Input data ->
________________________

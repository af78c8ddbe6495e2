// libs/appointment-cell/src/models.rs
use chrono::NaiveDate;
use serde::{Deserialize, Serialize};
use thiserror::Error;
use uuid::Uuid;

use doctor_cell::models::AvailabilityError;
use shared_database::StoreError;
use shared_models::clinic::{AppointmentStatus, ConsultationType};
use shared_models::error::AppError;
use shared_utils::validation::{FieldValue, Validate, ValidationErrors};

// ==============================================================================
// REQUESTS
// ==============================================================================

fn default_consultation_type() -> ConsultationType {
    ConsultationType::InPerson
}

#[derive(Debug, Clone, Serialize, Deserialize)]
pub struct BookAppointmentRequest {
    pub doctor_id: Option<Uuid>,
    pub date: Option<NaiveDate>,
    pub time_slot: Option<String>,
    #[serde(default = "default_consultation_type")]
    pub consultation_type: ConsultationType,
    pub notes: Option<String>,
}

impl Validate for BookAppointmentRequest {
    fn field(&self, name: &str) -> FieldValue<'_> {
        match name {
            "doctor" => FieldValue::Selected(self.doctor_id.is_some()),
            "date" => FieldValue::Selected(self.date.is_some()),
            "time" => FieldValue::Text(self.time_slot.as_deref()),
            "notes" => FieldValue::Text(self.notes.as_deref()),
            _ => FieldValue::Text(None),
        }
    }
}

/// New placement for an existing appointment. Omitted fields keep their
/// current values.
#[derive(Debug, Clone, Default, Serialize, Deserialize)]
pub struct RescheduleAppointmentRequest {
    pub doctor_id: Option<Uuid>,
    pub date: Option<NaiveDate>,
    pub time_slot: Option<String>,
    pub consultation_type: Option<ConsultationType>,
    pub notes: Option<String>,
}

impl Validate for RescheduleAppointmentRequest {
    fn field(&self, name: &str) -> FieldValue<'_> {
        match name {
            // Defaults to the appointment's current doctor.
            "doctor" => FieldValue::Selected(true),
            "date" => FieldValue::Selected(self.date.is_some()),
            "time" => FieldValue::Text(self.time_slot.as_deref()),
            "notes" => FieldValue::Text(self.notes.as_deref()),
            _ => FieldValue::Text(None),
        }
    }
}

#[derive(Debug, Clone, Serialize, Deserialize)]
pub struct UpdateStatusRequest {
    pub status: AppointmentStatus,
}

#[derive(Debug, Clone, Default, Serialize, Deserialize)]
pub struct AddRatingRequest {
    /// Must match the appointment's doctor when given.
    pub doctor_id: Option<Uuid>,
    pub score: Option<i64>,
    #[serde(default)]
    pub feedback: String,
}

impl Validate for AddRatingRequest {
    fn field(&self, name: &str) -> FieldValue<'_> {
        match name {
            "score" => FieldValue::Int(self.score),
            "feedback" => FieldValue::Text(Some(self.feedback.as_str())),
            _ => FieldValue::Text(None),
        }
    }
}

// ==============================================================================
// ERRORS
// ==============================================================================

#[derive(Debug, Error)]
pub enum AppointmentError {
    #[error("{time_slot} on {date} is no longer available")]
    SlotUnavailable {
        doctor_id: Uuid,
        date: NaiveDate,
        time_slot: String,
    },

    #[error("Appointment not found: {0}")]
    NotFound(Uuid),

    #[error("Doctor not found: {0}")]
    DoctorNotFound(Uuid),

    #[error("Patient not found: {0}")]
    PatientNotFound(Uuid),

    #[error("{0}")]
    Validation(#[from] ValidationErrors),

    #[error("Appointment {0} has already been rated")]
    DuplicateRating(Uuid),

    #[error("{0}")]
    InvalidRatingTarget(String),

    #[error(transparent)]
    Store(#[from] StoreError),
}

impl AppointmentError {
    pub fn slot_unavailable(doctor_id: Uuid, date: NaiveDate, time_slot: &str) -> Self {
        AppointmentError::SlotUnavailable {
            doctor_id,
            date,
            time_slot: time_slot.to_string(),
        }
    }
}

impl From<AvailabilityError> for AppointmentError {
    fn from(error: AvailabilityError) -> Self {
        match error {
            AvailabilityError::DoctorNotFound(id) => AppointmentError::DoctorNotFound(id),
            AvailabilityError::Store(e) => AppointmentError::Store(e),
            other => AppointmentError::Store(StoreError::Backend(other.to_string())),
        }
    }
}

impl From<AppointmentError> for AppError {
    fn from(error: AppointmentError) -> Self {
        match error {
            AppointmentError::SlotUnavailable { .. } | AppointmentError::DuplicateRating(_) => {
                AppError::Conflict(error.to_string())
            }
            AppointmentError::NotFound(_) => AppError::NotFound("Appointment not found".to_string()),
            AppointmentError::DoctorNotFound(_) => AppError::NotFound("Doctor not found".to_string()),
            AppointmentError::PatientNotFound(_) => AppError::NotFound("Patient not found".to_string()),
            AppointmentError::Validation(_) | AppointmentError::InvalidRatingTarget(_) => {
                AppError::ValidationError(error.to_string())
            }
            AppointmentError::Store(e) => e.into(),
        }
    }
}
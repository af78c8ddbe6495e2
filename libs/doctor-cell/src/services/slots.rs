// libs/doctor-cell/src/services/slots.rs

/// Bookable time-of-day labels offered every day by every doctor, in display
/// order. 12:00 and 12:30 are the lunch gap.
pub const SLOT_CATALOG: [&str; 13] = [
    "09:00 AM", "09:30 AM", "10:00 AM", "10:30 AM", "11:00 AM", "11:30 AM",
    "01:00 PM", "01:30 PM", "02:00 PM", "02:30 PM", "03:00 PM", "03:30 PM",
    "04:00 PM",
];

pub fn slot_catalog() -> &'static [&'static str] {
    &SLOT_CATALOG
}

pub fn is_catalog_slot(label: &str) -> bool {
    SLOT_CATALOG.contains(&label)
}

/// Position of `label` in the catalog; unknown labels sort last.
pub fn catalog_position(label: &str) -> usize {
    SLOT_CATALOG
        .iter()
        .position(|slot| *slot == label)
        .unwrap_or(SLOT_CATALOG.len())
}
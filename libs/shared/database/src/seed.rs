// libs/shared/database/src/seed.rs
use chrono::{Duration, NaiveDate, Utc};
use uuid::Uuid;

use shared_models::clinic::{
    Appointment, AppointmentStatus, ConsultationType, Doctor, Patient, Rating, UnavailabilityEntry,
};

/// Rows loaded into an [`InMemoryStore`](crate::memory::InMemoryStore) at start-up.
#[derive(Debug, Clone, Default)]
pub struct SeedRecords {
    pub doctors: Vec<Doctor>,
    pub patients: Vec<Patient>,
    pub appointments: Vec<Appointment>,
    pub ratings: Vec<Rating>,
    pub unavailability: Vec<UnavailabilityEntry>,
}

pub fn doctor_id(n: u128) -> Uuid {
    Uuid::from_u128(0xd0c0_0000_0000_4000_8000_0000_0000_0000 + n)
}

pub fn patient_id(n: u128) -> Uuid {
    Uuid::from_u128(0xba7e_0000_0000_4000_8000_0000_0000_0000 + n)
}

pub fn appointment_id(n: u128) -> Uuid {
    Uuid::from_u128(0xa990_0000_0000_4000_8000_0000_0000_0000 + n)
}

fn rating_id(n: u128) -> Uuid {
    Uuid::from_u128(0x5a7e_0000_0000_4000_8000_0000_0000_0000 + n)
}

fn doctor(n: u128, name: &str, specialty: &str, fee: f64, bio: Option<&str>) -> Doctor {
    let id = doctor_id(n);
    Doctor {
        id,
        name: name.to_string(),
        specialty: specialty.to_string(),
        consultation_fee: fee,
        bio: bio.map(str::to_string),
        avatar_url: Some(format!("https://i.pravatar.cc/150?u=doc{}", n)),
    }
}

fn patient(n: u128, name: &str, email: &str, dob: (i32, u32, u32), gender: &str, phone: &str) -> Patient {
    Patient {
        id: patient_id(n),
        name: name.to_string(),
        email: email.to_string(),
        date_of_birth: NaiveDate::from_ymd_opt(dob.0, dob.1, dob.2).unwrap_or_default(),
        gender: gender.to_string(),
        phone: phone.to_string(),
        avatar_url: Some(format!("https://i.pravatar.cc/150?u=pat{}", n)),
    }
}

/// Demo clinic: eight doctors, three patients and a handful of appointments
/// placed relative to `today`.
pub fn demo_records(today: NaiveDate) -> SeedRecords {
    let doctors = vec![
        doctor(1, "Dr. Evelyn Reed", "Cardiology", 150.0, Some(
            "Dr. Reed is a board-certified cardiologist with over 15 years of experience. \
             She is passionate about preventative care and patient education.",
        )),
        doctor(2, "Dr. Marcus Thorne", "Neurology", 200.0, None),
        doctor(3, "Dr. Lena Petrova", "Pediatrics", 120.0, None),
        doctor(4, "Dr. Kenji Tanaka", "Orthopedics", 180.0, None),
        doctor(5, "Dr. Aisha Khan", "Ophthalmology", 160.0, None),
        doctor(6, "Dr. Samuel Green", "General Practice", 0.0, None),
        doctor(7, "Dr. Clara Oswald", "Cardiology", 150.0, None),
        doctor(8, "Dr. Ben Carter", "Neurology", 200.0, None),
    ];

    let patients = vec![
        patient(1, "John Doe", "john.doe@example.com", (1985, 5, 20), "Male", "(123) 456-7890"),
        patient(2, "Jane Smith", "jane.smith@example.com", (1992, 9, 15), "Female", "(234) 567-8901"),
        patient(3, "Peter Jones", "peter.jones@example.com", (1978, 11, 30), "Male", "(345) 678-9012"),
    ];

    let now = Utc::now();
    let booking = |n: u128, pat: &Patient, doc: &Doctor, offset_days: i64, time: &str,
                   status: AppointmentStatus, kind: ConsultationType, notes: Option<&str>| Appointment {
        id: appointment_id(n),
        patient_id: pat.id,
        patient_name: pat.name.clone(),
        doctor_id: doc.id,
        doctor_name: doc.name.clone(),
        department: doc.specialty.clone(),
        date: today + Duration::days(offset_days),
        time_slot: time.to_string(),
        status,
        consultation_type: kind,
        consultation_fee: doc.consultation_fee,
        notes: notes.map(str::to_string),
        rating_id: None,
        created_at: now,
        updated_at: now,
    };

    let (john, jane, peter) = (&patients[0], &patients[1], &patients[2]);
    let mut appointments = vec![
        booking(1, john, &doctors[0], 7, "10:00 AM", AppointmentStatus::Upcoming, ConsultationType::InPerson, None),
        booking(2, john, &doctors[1], -14, "02:30 PM", AppointmentStatus::Completed, ConsultationType::InPerson,
                Some("Follow-up in 6 months.")),
        booking(3, jane, &doctors[0], 10, "11:00 AM", AppointmentStatus::Upcoming, ConsultationType::Online, None),
        booking(4, peter, &doctors[2], 0, "09:00 AM", AppointmentStatus::Upcoming, ConsultationType::InPerson, None),
        booking(5, jane, &doctors[2], 0, "03:00 PM", AppointmentStatus::Upcoming, ConsultationType::Online, None),
        booking(6, john, &doctors[0], -30, "09:00 AM", AppointmentStatus::Completed, ConsultationType::InPerson,
                Some("Prescribed new medication.")),
    ];

    let ratings = vec![
        Rating {
            id: rating_id(1),
            appointment_id: appointments[1].id,
            doctor_id: doctors[1].id,
            patient_id: john.id,
            patient_name: john.name.clone(),
            score: 5,
            feedback: "Dr. Thorne was very thorough and explained everything clearly.".to_string(),
            created_at: now,
        },
        Rating {
            id: rating_id(2),
            appointment_id: appointments[5].id,
            doctor_id: doctors[0].id,
            patient_id: john.id,
            patient_name: john.name.clone(),
            score: 4,
            feedback: "Good experience, but the wait time was a bit long.".to_string(),
            created_at: now,
        },
    ];
    appointments[1].rating_id = Some(ratings[0].id);
    appointments[5].rating_id = Some(ratings[1].id);

    SeedRecords {
        doctors,
        patients,
        appointments,
        ratings,
        unavailability: Vec::new(),
    }
}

________________________

What belongs in the answer is each line of the data that has the word "Cardiology".

        doctor(1, "Dr. Evelyn Reed", "Cardiology", 150.0, Some(
        doctor(7, "Dr. Clara Oswald", "Cardiology", 150.0, None),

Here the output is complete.